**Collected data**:
=== Begin Enclosure ===
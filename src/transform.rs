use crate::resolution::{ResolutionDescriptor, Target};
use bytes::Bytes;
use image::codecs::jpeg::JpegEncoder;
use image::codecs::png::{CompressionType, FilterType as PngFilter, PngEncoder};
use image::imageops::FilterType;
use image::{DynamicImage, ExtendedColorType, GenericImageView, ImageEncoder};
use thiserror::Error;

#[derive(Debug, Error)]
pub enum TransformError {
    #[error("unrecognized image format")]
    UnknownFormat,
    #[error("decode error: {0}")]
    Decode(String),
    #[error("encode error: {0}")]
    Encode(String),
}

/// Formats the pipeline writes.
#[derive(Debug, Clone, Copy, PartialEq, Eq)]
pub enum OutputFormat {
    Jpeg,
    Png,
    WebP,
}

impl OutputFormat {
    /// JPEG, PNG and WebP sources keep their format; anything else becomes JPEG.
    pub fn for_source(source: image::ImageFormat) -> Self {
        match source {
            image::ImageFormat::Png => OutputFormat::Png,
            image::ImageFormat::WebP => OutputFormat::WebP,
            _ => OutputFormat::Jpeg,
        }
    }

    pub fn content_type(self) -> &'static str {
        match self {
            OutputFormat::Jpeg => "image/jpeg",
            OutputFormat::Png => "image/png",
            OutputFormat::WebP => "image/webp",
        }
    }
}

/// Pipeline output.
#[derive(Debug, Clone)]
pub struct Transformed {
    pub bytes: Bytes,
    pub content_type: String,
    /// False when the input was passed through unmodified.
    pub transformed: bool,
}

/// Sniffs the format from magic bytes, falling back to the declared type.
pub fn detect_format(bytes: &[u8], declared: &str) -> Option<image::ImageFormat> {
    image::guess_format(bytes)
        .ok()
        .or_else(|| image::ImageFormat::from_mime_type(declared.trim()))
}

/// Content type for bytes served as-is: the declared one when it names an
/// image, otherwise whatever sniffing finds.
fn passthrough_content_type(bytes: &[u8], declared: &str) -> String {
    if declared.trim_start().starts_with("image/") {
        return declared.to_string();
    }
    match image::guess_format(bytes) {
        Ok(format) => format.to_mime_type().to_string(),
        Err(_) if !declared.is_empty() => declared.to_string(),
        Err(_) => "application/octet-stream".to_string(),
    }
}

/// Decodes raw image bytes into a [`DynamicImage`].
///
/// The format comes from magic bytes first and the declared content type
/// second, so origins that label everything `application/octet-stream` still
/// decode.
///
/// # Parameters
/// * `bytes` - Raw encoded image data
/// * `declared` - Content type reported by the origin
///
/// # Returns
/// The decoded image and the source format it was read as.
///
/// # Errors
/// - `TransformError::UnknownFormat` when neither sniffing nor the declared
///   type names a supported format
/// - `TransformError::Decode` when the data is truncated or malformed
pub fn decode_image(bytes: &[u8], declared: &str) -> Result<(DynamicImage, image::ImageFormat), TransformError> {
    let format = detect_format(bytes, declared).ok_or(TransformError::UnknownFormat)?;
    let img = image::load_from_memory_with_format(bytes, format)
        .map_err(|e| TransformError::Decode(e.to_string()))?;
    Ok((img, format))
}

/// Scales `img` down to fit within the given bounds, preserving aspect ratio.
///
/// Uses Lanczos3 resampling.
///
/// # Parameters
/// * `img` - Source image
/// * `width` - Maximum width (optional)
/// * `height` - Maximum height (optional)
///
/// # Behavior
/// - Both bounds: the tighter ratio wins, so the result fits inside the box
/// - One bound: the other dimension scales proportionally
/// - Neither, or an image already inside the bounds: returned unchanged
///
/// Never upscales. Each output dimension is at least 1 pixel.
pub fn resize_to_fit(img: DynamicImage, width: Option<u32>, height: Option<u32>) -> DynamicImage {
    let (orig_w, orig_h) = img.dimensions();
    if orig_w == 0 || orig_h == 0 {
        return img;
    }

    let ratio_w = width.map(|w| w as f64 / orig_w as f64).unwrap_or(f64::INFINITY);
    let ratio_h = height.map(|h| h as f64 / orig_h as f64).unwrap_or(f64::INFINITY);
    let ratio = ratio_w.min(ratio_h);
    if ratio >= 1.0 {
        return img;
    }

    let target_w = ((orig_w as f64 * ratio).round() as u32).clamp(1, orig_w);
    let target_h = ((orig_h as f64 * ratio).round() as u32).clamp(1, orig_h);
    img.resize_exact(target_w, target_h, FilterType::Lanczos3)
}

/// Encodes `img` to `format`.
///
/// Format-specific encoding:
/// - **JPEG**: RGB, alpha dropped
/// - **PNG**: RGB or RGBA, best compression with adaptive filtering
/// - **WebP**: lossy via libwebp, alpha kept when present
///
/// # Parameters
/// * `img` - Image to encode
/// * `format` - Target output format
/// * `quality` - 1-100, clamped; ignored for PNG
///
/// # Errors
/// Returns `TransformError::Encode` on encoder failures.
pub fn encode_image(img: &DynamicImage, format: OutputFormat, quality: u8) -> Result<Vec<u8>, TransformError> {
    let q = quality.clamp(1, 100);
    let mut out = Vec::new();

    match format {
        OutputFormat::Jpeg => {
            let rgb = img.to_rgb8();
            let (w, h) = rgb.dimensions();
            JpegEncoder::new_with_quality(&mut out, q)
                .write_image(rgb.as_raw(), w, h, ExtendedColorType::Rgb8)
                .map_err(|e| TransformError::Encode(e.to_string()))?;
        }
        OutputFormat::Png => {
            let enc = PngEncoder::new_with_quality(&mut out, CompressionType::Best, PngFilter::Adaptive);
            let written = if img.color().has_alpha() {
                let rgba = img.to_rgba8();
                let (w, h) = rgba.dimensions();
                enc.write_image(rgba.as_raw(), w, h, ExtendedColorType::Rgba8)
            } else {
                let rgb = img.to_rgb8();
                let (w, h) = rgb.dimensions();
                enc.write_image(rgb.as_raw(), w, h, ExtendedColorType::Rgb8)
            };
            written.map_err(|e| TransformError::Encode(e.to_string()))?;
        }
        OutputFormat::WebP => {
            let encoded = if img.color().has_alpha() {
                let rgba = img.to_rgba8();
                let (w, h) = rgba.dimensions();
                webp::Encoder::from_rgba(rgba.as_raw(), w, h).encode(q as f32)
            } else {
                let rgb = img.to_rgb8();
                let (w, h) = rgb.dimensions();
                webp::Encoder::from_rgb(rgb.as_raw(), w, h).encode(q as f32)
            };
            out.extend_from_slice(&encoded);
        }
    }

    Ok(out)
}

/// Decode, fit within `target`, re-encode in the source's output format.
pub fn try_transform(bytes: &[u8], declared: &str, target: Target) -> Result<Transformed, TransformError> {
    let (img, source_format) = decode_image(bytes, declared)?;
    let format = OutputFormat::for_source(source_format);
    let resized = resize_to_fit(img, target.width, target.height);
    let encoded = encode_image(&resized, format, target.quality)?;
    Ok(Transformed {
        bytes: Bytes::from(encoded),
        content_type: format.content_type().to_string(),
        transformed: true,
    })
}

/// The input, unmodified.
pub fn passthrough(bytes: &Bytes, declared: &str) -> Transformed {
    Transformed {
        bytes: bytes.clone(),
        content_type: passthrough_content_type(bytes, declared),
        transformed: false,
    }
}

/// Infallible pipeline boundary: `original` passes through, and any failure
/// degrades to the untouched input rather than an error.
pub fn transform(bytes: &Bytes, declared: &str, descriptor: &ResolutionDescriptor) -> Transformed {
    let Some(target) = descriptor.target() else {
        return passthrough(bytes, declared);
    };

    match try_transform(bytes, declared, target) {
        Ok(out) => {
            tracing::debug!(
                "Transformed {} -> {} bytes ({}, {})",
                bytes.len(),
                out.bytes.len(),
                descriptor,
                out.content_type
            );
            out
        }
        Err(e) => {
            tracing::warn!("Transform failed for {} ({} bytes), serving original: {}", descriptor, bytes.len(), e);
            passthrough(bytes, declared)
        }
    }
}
=== End Enclosure ===
=== Begin Enclosure ===
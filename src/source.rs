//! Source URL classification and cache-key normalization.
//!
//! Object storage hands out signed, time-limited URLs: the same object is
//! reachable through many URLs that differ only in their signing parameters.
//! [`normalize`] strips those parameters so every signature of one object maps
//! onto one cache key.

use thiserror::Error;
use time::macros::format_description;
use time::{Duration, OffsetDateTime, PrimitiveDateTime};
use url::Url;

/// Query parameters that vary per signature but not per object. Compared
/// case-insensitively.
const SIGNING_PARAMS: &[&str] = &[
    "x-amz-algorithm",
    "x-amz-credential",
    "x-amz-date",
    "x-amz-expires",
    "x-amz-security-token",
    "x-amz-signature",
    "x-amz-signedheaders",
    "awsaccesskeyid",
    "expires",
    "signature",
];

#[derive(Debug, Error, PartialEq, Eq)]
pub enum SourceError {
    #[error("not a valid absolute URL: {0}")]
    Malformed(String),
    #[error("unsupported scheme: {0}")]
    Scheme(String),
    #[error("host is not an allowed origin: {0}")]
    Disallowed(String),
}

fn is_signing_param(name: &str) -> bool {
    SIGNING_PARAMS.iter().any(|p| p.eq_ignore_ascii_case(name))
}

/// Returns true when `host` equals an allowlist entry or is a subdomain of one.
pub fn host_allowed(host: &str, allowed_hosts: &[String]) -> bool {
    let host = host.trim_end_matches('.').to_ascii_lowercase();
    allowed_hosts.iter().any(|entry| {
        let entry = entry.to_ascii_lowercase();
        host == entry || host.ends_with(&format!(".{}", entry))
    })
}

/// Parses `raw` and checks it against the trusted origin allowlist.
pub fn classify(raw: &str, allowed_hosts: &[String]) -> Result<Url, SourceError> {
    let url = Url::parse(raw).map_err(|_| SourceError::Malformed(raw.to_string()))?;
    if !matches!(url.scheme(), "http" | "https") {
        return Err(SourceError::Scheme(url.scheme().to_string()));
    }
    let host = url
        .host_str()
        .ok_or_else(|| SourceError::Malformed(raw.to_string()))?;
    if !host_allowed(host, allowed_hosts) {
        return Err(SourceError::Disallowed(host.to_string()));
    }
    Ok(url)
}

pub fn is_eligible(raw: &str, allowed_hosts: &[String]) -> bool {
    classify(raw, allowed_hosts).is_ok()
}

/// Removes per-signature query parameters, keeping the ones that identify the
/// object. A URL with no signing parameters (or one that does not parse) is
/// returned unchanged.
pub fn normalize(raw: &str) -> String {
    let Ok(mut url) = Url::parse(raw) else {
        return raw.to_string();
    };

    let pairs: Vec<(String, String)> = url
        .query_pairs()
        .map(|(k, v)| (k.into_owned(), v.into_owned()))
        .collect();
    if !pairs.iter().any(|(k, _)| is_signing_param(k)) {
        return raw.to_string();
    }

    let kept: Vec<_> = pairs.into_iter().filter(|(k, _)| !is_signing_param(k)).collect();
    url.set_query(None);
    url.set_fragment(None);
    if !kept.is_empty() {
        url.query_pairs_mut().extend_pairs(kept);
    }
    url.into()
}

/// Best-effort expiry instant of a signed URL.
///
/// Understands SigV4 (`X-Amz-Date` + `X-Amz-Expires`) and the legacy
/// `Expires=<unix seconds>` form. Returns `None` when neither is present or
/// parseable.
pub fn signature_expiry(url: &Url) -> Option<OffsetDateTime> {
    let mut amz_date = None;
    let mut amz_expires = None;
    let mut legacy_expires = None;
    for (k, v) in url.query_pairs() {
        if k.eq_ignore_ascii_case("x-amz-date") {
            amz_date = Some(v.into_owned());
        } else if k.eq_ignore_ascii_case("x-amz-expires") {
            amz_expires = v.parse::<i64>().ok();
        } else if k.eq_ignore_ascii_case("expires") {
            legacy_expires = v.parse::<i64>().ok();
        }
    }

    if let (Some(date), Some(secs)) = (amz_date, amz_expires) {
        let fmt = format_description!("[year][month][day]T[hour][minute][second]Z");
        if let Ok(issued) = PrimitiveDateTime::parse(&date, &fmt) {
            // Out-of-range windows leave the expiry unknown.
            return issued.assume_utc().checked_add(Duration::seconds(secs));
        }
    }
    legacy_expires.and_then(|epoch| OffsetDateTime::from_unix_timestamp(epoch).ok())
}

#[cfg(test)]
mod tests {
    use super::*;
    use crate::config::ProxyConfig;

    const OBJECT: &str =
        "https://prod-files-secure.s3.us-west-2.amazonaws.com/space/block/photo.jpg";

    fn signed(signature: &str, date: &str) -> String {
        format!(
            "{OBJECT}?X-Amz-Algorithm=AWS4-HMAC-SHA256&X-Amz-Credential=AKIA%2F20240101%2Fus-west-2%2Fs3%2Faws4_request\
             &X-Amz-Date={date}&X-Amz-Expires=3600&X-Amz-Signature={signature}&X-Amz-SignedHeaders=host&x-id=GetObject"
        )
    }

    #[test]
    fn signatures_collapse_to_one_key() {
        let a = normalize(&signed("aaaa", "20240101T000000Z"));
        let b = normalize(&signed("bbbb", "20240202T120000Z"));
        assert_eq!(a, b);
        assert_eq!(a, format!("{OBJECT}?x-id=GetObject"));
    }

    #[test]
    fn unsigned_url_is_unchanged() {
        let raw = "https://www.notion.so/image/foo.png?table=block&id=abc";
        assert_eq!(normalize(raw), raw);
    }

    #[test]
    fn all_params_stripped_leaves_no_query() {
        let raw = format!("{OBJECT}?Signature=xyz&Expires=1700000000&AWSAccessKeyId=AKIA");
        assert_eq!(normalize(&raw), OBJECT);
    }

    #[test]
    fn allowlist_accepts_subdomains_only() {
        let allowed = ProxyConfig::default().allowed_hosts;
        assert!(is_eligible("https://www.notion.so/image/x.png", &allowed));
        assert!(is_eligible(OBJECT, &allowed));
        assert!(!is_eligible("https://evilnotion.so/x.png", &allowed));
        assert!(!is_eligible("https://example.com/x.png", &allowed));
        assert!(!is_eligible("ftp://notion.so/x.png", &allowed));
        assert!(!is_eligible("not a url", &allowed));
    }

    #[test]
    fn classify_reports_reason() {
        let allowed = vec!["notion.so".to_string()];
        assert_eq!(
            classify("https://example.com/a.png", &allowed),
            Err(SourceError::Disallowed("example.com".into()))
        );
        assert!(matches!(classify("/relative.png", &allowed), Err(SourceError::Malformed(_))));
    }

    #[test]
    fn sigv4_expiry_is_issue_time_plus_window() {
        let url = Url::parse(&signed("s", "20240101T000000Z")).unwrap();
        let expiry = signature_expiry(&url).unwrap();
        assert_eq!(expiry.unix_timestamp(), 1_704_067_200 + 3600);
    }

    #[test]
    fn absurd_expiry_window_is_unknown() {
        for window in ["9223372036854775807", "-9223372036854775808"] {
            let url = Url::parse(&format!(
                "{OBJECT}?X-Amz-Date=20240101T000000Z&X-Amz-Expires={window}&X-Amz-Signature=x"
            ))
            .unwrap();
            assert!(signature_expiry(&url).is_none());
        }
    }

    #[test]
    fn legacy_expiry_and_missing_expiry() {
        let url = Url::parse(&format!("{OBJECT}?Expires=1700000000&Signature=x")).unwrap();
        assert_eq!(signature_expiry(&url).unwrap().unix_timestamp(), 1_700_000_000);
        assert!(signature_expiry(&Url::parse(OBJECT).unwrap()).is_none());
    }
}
=== End Enclosure ===
=== Begin Enclosure ===
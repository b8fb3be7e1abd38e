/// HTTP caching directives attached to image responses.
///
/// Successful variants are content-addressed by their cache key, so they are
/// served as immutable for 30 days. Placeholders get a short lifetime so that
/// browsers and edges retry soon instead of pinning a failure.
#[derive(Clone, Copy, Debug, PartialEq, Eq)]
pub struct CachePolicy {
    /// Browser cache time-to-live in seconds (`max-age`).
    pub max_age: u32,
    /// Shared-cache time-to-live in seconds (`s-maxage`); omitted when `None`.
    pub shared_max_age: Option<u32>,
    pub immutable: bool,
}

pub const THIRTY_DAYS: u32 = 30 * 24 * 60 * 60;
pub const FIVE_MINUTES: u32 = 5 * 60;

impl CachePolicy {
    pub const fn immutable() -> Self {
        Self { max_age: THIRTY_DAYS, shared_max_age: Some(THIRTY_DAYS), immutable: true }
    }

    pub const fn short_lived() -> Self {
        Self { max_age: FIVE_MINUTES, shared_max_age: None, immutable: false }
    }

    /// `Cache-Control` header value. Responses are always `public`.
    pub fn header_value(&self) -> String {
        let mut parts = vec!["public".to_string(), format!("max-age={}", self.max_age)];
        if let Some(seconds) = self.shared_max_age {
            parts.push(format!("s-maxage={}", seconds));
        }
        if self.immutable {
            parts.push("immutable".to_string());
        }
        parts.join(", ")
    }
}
=== End Enclosure ===
**THE TASK**: Nothing but a number should be given for this: how many lines in the entries above contain "true"?

**FINISHED EXERCISE**: 3